Thursday, February 09, 2006
Logos Dei: Winter Wheat
Another cloud of burning dust rolls voraciously across land so seared it makes Sherman's march through Georgia look like a Sierra Club outing. Weapons of mass desctuction are toys compared to what can be turned inside, directed against a hated soul.
Kansas in January: furrows under a cold sun. Arctic air, frozen ground. A few inches underneath, the promise of what the farmers put there in the fall. You plant and you hope.
God does the planting. As an experiment I took the seed. When it started to grow I unleashed the attack. His Word, delicate, green, living amid the soul-wide destruction, improbably stayed. Winter fell and also stayed.
Center-seeking self-preservation admits of no need for new greenery. Any change is defined as a bad thing as it upsets a careful stability. Yet the seed is there, the new plant, and no hellish farm implement, no well-planned and sustained plan of destruction will touch it. It's as if the bulldozers all hit glass walls. God's Word will not be touched. Eventually, even maintaining winter costs too much. Years pile up in fatigued windrows, movement becomes slow and pained. God does not quit.

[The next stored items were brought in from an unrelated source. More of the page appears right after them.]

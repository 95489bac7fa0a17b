//! Token amount unit
//!
//! Token and share quantities are fixed-point integers with 18 decimal
//! places. 1 token = 10^18 base units.

use rust_decimal::Decimal;
use std::str::FromStr;
use thiserror::Error;

/// Token (or share) amount in base units
pub type TokenAmount = u128;

/// Number of decimal places carried by every amount
pub const TOKEN_DECIMALS: u32 = 18;

/// Conversion factor: 1 token = 10^18 base units
pub const TOKEN_UNIT: TokenAmount = 10u128.pow(TOKEN_DECIMALS);

#[derive(Debug, Clone, PartialEq, Eq, Error)]
pub enum AmountError {
    #[error("amount must not be negative: {0}")]
    Negative(Decimal),
    #[error("amount {0} has more than 18 decimal places")]
    TooPrecise(Decimal),
    #[error("amount out of range: {0}")]
    OutOfRange(String),
    #[error("invalid amount literal: {0}")]
    Parse(String),
}

/// Whole tokens to base units (saturating)
#[inline]
pub const fn tokens(whole: u128) -> TokenAmount {
    whole.saturating_mul(TOKEN_UNIT)
}

/// Base units to a decimal token amount for display
pub fn to_decimal(amount: TokenAmount) -> Result<Decimal, AmountError> {
    let signed =
        i128::try_from(amount).map_err(|_| AmountError::OutOfRange(amount.to_string()))?;
    Decimal::try_from_i128_with_scale(signed, TOKEN_DECIMALS)
        .map_err(|_| AmountError::OutOfRange(amount.to_string()))
}

/// Decimal token amount to base units
pub fn parse_tokens(value: Decimal) -> Result<TokenAmount, AmountError> {
    if value.is_sign_negative() && !value.is_zero() {
        return Err(AmountError::Negative(value));
    }
    let normalized = value.normalize();
    let scale = normalized.scale();
    if scale > TOKEN_DECIMALS {
        return Err(AmountError::TooPrecise(value));
    }
    let mantissa = normalized.mantissa().unsigned_abs();
    mantissa
        .checked_mul(10u128.pow(TOKEN_DECIMALS - scale))
        .ok_or_else(|| AmountError::OutOfRange(value.to_string()))
}

/// Parse a decimal literal such as `"12.5"` into base units
pub fn parse_tokens_str(literal: &str) -> Result<TokenAmount, AmountError> {
    let value =
        Decimal::from_str(literal.trim()).map_err(|e| AmountError::Parse(format!("{literal}: {e}")))?;
    parse_tokens(value)
}
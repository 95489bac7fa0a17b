//! Curation Treasury Module
//!
//! Token debit/credit capability consumed by the staking engine and the
//! per-allocation rebate pool that splits collected fees with the
//! Cobb-Douglas formula.

pub mod errors;
pub mod rebate_pool;
pub mod token_ledger;

pub use errors::{TreasuryError, TreasuryResult};
pub use rebate_pool::{RebateAccount, RebateClaim, RebateKey, RebatePool, RebatePoolStatistics};
pub use token_ledger::{InMemoryTokenLedger, LedgerCall, MockTokenLedger, TokenLedger};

No effort of man can stop Earth's progress around the sun. Spring will come, the land warms, the ice reluctantly lets go. Some delicate timer says "Now!" and last fall's wheat begins to grow again. If everything goes reasonably well, in late July there will be bright yellow wheat to harvest. Even if things aren't reasonable, if drought blows in on eternal hot winds, if constant rain lashes the land, something will grow. Perhaps not perfectly, but the seed will not be completely denied.
God invented gardening. He will make it grow. Anyone who stands in the way pays the price in agonized life. Spring will not be denied. The pleasure of the new growth can be denied, I can stick my head into the hard dry ground and ignore the signs of growth and its pain, but the growth will happen. God doesn't give up.